2011-09-15-Nothing.jpg

The ultimate expression of Tognetti's efforts to break classical music free from its traditional bounds was an exercise in abstract concert planning and rich in dames, called Nothing. In the Grand Hall of the Slovene National Theatre, where the country's great actors play, a multimedia barrage of video and music assaulted and inflamed a nearly three-hour long concert with music ranging from Handel and Beethoven to Cage, Feldman, Scelsi and Tognetti.

2011-09-15-Nakedsoprano.jpg

There were grumblings in the audience about the length and impenetrability of the evening's entertainment, not to mention Jon Frank's melange of grim and absurd realities projected onto the screen -- "sublime bullshit" was opined in impeccable French by an especially grand grande dame -- but any concert that features a naked soprano and Barry Humphries of Dame Edna fame can't be all bad.

The naked soprano was Aleksandra Zamojska singing Handel's great aria from Giulio Cesare, "Piangero la sorte mia," topless in her underwear. Resisting the efforts by female members of the chorus to cover her nudity, Zamojska wielded a voice of velvety beauty and impeccable intonation that would have been sensationally sufficient had she been fully clothed. The exhibitionist coup de theatre, with lights transforming Zamojska's body into a anti-puerilistic cubist fantasy, gave it that little extra oomph that festival goers, eager to tell the folks back home what they missed, always appreciate. Not to be outdone, Marino Formenti -- who has performed nude himself -- ventured his first performance ever of John Cage's iconic 4:33 and made it a thing of casual, exquisite beauty.
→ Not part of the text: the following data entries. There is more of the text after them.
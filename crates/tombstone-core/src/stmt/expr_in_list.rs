use super::*;

#[derive(Debug, Clone, PartialEq)]
pub struct ExprInList {
    pub expr: Box<Expr>,
    pub list: Box<Expr>,
}

impl Expr {
    pub fn in_list(lhs: impl Into<Self>, rhs: impl Into<Self>) -> Self {
        ExprInList {
            expr: Box::new(lhs.into()),
            list: Box::new(rhs.into()),
        }
        .into()
    }
}

impl From<ExprInList> for Expr {
    fn from(value: ExprInList) -> Self {
        Self::InList(value)
    }
}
On an evening that was "curioser and curioser" from the get go, it was fitting that Humphries, in a voice rich with the music of poetry, bookended the concert with two excerpts from Walton's Facade. His recitation of Dame Edith Sitwell's poetry about eternally beautiful Ganymede singing and drinking, and cowbells "drowned in waiters dreams," made the evening's sublime bullshit perfectly complete. It was an Alice in Wonderland complement to Tognetti's Nothing theme. Whether it was totally out of control, or planned that, no one will ever know.